> [MATERIAL TO PROCESS]

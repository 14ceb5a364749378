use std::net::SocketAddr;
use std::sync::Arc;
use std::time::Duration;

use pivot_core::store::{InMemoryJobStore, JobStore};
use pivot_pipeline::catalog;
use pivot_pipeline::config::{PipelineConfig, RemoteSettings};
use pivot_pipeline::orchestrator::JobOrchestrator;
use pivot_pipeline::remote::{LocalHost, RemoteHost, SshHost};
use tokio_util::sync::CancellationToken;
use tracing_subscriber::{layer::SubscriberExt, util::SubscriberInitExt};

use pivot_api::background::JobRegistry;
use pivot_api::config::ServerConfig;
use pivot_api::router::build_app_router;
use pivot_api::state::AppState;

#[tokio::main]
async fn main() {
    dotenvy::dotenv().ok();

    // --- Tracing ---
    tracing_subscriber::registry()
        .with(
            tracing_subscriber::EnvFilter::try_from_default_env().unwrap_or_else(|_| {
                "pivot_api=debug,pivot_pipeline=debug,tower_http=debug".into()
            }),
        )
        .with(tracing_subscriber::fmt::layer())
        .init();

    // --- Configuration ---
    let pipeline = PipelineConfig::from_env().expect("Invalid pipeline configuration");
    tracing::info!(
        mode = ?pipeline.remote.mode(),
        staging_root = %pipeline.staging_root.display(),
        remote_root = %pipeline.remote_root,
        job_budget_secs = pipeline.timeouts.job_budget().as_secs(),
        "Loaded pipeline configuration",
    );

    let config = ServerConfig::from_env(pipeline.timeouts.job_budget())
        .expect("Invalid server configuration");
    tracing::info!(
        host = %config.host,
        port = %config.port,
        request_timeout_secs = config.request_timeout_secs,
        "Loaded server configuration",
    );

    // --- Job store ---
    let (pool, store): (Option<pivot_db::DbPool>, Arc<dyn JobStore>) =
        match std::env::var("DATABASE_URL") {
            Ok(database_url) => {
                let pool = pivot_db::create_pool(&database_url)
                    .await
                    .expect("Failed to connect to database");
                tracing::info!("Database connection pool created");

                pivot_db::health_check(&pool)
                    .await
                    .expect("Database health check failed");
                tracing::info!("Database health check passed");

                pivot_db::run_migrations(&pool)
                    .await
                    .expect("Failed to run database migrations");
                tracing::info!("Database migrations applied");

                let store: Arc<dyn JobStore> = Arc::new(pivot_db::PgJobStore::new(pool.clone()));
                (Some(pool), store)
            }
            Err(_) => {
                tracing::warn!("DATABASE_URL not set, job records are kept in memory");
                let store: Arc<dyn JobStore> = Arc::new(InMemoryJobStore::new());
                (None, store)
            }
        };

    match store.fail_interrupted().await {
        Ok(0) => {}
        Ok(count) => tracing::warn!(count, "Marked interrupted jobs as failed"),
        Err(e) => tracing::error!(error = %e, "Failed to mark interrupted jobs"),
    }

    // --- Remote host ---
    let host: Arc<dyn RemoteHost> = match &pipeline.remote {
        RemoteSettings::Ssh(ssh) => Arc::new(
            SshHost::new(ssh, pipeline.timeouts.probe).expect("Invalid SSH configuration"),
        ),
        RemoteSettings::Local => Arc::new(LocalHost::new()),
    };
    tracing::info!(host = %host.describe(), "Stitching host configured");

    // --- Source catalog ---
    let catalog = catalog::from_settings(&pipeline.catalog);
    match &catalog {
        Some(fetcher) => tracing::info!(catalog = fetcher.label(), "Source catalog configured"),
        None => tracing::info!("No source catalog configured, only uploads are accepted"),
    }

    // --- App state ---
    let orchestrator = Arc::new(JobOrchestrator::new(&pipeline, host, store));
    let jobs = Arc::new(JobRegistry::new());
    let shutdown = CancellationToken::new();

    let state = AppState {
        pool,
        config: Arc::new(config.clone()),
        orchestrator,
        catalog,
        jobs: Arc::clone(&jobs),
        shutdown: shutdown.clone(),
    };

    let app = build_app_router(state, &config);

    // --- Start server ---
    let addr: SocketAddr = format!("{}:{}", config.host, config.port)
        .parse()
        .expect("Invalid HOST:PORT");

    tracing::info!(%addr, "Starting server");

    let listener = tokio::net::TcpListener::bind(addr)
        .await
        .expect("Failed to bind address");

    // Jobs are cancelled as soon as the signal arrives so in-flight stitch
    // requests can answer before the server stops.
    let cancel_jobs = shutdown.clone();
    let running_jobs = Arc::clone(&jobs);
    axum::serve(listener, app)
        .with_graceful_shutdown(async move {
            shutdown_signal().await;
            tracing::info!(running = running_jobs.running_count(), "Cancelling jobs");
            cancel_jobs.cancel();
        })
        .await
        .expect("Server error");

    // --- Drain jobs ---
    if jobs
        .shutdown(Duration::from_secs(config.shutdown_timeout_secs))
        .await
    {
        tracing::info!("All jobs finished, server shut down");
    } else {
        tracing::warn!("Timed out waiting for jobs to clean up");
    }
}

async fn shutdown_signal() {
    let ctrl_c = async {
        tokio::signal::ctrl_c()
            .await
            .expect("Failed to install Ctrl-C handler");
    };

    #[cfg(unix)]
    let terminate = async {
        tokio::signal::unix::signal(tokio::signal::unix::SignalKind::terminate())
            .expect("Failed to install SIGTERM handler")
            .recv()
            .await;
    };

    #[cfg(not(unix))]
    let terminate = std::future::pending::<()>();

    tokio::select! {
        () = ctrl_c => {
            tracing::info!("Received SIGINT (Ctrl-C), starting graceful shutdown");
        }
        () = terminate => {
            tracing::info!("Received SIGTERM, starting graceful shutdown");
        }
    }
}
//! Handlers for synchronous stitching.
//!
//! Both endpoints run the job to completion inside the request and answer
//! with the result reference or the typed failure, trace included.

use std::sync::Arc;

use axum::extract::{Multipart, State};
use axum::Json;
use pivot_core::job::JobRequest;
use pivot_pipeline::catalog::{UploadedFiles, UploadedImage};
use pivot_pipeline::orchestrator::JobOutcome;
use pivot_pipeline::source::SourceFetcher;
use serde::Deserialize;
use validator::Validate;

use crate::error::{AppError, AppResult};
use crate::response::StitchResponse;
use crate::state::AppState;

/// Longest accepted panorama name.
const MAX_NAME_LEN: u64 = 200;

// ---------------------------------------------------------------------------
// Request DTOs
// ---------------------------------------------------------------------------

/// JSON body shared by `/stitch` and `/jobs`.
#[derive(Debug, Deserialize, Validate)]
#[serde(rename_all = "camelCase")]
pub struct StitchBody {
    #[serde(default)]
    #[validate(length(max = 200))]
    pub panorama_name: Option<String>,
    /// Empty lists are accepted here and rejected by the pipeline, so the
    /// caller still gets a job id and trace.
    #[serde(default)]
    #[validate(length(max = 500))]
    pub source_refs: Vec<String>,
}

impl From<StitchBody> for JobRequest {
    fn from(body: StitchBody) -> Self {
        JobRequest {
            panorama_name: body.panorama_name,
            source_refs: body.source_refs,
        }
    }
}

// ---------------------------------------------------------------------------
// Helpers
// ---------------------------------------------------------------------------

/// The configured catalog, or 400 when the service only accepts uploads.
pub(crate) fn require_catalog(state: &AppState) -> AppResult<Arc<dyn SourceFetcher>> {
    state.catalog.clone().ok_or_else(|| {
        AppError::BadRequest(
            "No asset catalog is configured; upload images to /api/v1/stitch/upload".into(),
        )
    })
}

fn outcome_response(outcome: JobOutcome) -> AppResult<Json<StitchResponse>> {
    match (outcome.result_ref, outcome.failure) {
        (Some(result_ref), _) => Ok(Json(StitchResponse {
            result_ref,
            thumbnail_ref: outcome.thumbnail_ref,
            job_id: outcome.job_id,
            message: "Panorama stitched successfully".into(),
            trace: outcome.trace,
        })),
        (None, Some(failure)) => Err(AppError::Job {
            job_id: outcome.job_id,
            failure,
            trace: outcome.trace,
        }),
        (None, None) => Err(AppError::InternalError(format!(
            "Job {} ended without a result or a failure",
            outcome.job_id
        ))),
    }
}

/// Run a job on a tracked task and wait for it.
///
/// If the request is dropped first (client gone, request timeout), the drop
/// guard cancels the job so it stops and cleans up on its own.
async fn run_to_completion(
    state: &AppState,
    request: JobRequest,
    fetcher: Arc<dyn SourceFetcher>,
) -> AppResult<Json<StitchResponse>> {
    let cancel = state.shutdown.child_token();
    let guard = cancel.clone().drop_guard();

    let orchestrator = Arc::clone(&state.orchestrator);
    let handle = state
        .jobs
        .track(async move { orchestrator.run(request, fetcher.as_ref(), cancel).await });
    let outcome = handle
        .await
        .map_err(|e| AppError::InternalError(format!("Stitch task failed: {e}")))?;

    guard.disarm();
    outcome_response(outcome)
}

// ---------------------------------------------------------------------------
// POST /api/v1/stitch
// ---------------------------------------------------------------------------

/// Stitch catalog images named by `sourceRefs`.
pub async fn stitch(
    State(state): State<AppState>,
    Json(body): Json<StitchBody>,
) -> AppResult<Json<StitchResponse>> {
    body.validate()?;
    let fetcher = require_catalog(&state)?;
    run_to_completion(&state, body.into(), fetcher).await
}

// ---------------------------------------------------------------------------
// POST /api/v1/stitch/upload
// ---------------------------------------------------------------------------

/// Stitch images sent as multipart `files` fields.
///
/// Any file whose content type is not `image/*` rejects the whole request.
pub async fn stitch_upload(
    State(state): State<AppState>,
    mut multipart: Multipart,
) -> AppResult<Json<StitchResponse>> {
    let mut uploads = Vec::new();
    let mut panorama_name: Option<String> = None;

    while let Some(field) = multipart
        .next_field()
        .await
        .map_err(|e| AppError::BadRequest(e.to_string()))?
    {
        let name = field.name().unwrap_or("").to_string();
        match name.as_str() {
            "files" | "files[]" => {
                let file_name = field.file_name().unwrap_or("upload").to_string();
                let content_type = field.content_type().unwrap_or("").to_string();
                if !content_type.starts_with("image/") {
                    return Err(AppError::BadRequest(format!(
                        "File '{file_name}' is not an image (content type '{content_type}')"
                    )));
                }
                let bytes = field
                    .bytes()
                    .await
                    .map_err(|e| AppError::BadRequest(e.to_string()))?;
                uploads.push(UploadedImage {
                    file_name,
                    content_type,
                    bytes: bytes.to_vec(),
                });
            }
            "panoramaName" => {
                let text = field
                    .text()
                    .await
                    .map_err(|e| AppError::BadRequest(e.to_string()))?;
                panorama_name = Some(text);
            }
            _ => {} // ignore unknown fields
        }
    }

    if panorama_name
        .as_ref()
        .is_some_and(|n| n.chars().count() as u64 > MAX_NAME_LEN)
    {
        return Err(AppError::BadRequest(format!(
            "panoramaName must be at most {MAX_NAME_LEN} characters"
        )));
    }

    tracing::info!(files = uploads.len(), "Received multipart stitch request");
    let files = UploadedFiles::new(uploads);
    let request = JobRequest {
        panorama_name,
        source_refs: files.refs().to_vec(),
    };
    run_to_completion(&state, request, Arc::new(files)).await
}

> [GOAL OF THE EXERCISE] Look through the material above for "unix" and copy the lines that have it.

> [REPLY]
    #[cfg(unix)]
        tokio::signal::unix::signal(tokio::signal::unix::SignalKind::terminate())
    #[cfg(not(unix))]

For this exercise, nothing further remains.